= Problem to solve =
Once you find a line containing the word "Actual" in the entries below, copy it.

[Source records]
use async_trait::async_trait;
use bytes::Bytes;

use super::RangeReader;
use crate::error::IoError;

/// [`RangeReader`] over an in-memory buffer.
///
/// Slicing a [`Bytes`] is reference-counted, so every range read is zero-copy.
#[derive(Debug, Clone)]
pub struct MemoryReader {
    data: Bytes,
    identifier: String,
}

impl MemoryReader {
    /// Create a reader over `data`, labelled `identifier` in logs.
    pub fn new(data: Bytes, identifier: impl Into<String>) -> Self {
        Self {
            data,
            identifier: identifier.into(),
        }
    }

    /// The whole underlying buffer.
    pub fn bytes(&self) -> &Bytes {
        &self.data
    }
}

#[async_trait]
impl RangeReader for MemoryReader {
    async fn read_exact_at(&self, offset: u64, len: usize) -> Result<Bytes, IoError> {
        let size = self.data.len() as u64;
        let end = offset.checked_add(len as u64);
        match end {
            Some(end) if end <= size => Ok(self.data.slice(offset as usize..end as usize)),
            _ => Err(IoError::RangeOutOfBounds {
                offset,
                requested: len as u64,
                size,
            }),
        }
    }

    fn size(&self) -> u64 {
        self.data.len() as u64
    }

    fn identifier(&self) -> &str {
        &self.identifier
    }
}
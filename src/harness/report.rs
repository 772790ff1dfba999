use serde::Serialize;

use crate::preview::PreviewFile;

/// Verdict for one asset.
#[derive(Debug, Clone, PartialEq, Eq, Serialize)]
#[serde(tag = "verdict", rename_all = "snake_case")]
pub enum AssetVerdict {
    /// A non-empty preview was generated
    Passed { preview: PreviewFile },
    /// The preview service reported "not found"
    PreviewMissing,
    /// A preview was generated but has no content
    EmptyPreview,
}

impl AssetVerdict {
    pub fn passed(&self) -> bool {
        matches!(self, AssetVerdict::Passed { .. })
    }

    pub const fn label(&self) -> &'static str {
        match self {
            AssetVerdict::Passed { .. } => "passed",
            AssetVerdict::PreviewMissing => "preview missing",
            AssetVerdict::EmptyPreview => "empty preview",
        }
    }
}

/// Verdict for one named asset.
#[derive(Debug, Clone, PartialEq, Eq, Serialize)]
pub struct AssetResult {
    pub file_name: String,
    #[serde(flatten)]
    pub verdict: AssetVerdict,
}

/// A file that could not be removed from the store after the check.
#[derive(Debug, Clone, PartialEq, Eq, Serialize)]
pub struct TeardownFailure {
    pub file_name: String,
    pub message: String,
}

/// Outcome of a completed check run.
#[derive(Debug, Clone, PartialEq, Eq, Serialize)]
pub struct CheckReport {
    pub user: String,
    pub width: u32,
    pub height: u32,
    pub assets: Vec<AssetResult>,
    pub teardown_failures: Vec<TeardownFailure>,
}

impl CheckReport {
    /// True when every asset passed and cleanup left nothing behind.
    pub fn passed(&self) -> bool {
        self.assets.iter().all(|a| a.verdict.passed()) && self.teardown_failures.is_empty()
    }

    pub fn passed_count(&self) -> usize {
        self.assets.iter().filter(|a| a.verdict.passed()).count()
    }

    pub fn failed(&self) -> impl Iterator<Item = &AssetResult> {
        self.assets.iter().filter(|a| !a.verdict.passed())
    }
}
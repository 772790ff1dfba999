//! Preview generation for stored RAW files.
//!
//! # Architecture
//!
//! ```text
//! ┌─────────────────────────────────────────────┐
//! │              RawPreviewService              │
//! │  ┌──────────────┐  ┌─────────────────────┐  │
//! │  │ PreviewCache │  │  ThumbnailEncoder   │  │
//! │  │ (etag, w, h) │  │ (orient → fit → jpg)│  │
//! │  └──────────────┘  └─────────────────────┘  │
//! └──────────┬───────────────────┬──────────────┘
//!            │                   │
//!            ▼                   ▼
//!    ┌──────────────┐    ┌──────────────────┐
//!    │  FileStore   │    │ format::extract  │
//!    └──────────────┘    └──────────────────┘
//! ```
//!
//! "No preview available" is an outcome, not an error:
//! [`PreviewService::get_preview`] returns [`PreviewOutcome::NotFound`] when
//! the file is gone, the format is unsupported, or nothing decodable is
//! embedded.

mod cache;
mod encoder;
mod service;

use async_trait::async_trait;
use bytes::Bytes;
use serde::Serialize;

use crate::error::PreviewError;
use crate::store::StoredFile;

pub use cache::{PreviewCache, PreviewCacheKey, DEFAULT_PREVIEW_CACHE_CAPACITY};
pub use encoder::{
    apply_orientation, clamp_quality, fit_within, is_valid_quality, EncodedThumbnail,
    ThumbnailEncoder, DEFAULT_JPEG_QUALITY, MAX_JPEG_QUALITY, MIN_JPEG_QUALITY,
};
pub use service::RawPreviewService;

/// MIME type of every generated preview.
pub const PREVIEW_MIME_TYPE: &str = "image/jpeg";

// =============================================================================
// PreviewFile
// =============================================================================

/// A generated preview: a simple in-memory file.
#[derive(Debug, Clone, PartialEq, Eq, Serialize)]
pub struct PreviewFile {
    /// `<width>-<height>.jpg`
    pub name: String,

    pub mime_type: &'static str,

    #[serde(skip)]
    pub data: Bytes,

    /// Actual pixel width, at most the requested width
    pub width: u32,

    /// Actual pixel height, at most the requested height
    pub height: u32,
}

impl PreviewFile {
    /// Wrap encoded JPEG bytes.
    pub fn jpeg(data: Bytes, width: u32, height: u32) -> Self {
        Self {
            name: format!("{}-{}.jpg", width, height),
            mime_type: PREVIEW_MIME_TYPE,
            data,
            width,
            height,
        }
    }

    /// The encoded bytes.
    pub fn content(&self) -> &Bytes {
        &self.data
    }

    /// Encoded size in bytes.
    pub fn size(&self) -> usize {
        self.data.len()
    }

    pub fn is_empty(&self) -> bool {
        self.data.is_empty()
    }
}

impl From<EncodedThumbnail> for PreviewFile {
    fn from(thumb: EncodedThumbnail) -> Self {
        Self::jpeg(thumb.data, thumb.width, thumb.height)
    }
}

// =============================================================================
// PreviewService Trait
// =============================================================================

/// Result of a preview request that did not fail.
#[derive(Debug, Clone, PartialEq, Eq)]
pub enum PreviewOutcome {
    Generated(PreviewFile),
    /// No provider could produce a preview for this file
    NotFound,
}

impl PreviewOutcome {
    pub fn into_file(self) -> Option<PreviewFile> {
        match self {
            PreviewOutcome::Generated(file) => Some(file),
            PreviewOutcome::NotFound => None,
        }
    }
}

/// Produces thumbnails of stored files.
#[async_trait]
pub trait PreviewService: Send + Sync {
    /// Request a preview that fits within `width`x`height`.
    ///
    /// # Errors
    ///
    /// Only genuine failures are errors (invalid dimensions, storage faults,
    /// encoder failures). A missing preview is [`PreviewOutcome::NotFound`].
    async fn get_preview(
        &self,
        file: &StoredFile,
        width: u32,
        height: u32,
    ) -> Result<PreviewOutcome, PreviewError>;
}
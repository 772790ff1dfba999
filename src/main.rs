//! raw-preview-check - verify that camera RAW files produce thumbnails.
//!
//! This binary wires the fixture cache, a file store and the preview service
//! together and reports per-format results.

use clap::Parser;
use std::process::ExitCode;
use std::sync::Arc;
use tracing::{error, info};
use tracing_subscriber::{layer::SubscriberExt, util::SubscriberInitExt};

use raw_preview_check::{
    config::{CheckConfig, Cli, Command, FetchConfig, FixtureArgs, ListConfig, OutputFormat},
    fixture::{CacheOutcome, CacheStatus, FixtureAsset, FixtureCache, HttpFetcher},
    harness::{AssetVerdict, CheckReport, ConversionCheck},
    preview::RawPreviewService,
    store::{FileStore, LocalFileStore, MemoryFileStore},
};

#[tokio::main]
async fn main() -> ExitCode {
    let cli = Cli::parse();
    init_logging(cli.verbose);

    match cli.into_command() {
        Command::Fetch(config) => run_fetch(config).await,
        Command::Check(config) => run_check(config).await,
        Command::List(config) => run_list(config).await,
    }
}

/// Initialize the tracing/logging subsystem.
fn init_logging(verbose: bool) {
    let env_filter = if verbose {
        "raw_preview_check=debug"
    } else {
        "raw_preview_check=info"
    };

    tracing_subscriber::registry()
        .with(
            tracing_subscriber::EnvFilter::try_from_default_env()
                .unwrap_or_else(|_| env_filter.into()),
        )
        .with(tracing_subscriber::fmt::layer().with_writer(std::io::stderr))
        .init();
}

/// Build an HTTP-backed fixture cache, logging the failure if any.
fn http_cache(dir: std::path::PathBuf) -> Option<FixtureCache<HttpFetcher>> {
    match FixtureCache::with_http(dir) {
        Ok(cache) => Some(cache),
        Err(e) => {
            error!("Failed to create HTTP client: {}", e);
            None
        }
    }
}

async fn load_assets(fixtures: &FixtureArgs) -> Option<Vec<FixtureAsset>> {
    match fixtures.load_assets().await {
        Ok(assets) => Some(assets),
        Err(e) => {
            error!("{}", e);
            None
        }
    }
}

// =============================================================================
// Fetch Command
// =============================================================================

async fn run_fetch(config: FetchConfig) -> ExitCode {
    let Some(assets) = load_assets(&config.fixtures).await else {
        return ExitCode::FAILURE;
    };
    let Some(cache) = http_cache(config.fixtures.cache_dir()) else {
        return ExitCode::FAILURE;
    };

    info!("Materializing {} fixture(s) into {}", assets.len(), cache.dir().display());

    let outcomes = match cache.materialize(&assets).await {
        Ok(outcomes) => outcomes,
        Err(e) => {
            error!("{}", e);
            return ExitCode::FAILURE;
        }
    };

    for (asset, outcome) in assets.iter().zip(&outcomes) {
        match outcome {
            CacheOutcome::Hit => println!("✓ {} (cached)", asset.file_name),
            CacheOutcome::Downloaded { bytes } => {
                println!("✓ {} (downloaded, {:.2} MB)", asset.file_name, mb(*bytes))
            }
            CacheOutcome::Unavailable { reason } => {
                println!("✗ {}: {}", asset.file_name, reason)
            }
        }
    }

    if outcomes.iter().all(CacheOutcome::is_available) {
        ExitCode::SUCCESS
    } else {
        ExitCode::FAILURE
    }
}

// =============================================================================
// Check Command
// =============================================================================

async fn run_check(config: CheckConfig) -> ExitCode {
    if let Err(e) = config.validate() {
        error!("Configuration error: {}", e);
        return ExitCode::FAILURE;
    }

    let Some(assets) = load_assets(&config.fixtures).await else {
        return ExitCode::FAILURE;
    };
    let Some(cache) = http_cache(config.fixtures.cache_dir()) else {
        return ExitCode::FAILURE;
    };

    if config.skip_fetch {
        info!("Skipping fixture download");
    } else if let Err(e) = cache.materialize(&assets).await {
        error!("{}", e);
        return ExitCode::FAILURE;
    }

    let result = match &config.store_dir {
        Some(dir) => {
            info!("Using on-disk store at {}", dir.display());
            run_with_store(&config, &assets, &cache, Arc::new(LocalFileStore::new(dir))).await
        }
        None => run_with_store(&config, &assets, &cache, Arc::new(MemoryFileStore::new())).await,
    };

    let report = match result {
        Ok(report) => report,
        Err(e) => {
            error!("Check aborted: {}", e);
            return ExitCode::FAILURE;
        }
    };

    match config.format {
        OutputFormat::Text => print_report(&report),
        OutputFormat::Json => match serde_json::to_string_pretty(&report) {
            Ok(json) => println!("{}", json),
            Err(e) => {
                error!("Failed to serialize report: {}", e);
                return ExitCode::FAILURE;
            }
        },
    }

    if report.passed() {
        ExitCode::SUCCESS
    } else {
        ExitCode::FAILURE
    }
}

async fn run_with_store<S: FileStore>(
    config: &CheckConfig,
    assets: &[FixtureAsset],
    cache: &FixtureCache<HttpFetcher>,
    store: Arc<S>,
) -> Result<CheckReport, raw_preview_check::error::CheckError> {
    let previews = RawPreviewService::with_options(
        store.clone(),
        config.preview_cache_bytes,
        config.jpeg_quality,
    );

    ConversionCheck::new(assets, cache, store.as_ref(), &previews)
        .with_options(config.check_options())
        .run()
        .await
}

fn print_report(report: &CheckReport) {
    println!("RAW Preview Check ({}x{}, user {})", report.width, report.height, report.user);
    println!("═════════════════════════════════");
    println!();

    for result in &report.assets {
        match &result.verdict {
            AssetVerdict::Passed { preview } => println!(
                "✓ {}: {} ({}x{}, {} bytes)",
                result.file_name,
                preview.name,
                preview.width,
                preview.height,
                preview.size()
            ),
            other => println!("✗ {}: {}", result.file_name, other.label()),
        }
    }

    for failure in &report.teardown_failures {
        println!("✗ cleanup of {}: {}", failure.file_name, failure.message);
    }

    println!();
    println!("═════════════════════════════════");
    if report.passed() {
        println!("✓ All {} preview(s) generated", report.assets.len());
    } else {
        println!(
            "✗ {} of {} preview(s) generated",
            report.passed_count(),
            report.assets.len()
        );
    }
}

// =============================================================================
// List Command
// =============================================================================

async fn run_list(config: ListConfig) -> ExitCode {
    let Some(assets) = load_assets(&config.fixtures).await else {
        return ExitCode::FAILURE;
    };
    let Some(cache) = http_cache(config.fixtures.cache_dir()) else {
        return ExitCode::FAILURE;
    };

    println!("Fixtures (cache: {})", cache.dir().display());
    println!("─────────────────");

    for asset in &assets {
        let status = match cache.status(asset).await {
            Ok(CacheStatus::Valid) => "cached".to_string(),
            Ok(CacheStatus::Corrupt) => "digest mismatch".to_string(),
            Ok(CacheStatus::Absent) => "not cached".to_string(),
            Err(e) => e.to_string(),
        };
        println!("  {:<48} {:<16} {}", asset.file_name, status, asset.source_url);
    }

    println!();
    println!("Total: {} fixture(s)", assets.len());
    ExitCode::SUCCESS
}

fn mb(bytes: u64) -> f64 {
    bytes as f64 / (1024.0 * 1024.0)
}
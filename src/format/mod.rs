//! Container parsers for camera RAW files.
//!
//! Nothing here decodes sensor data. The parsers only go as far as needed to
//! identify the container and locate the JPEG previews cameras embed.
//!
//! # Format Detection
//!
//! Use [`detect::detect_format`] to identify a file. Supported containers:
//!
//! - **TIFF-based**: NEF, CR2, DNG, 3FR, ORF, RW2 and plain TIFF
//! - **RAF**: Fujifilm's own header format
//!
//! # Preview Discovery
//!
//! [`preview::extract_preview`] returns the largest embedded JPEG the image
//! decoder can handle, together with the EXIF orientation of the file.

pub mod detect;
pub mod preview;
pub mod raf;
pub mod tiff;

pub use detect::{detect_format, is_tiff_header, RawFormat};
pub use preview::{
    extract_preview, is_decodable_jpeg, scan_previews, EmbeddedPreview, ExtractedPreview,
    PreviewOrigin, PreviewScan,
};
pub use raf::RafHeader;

= Task result =
    /// Actual pixel width, at most the requested width
    /// Actual pixel height, at most the requested height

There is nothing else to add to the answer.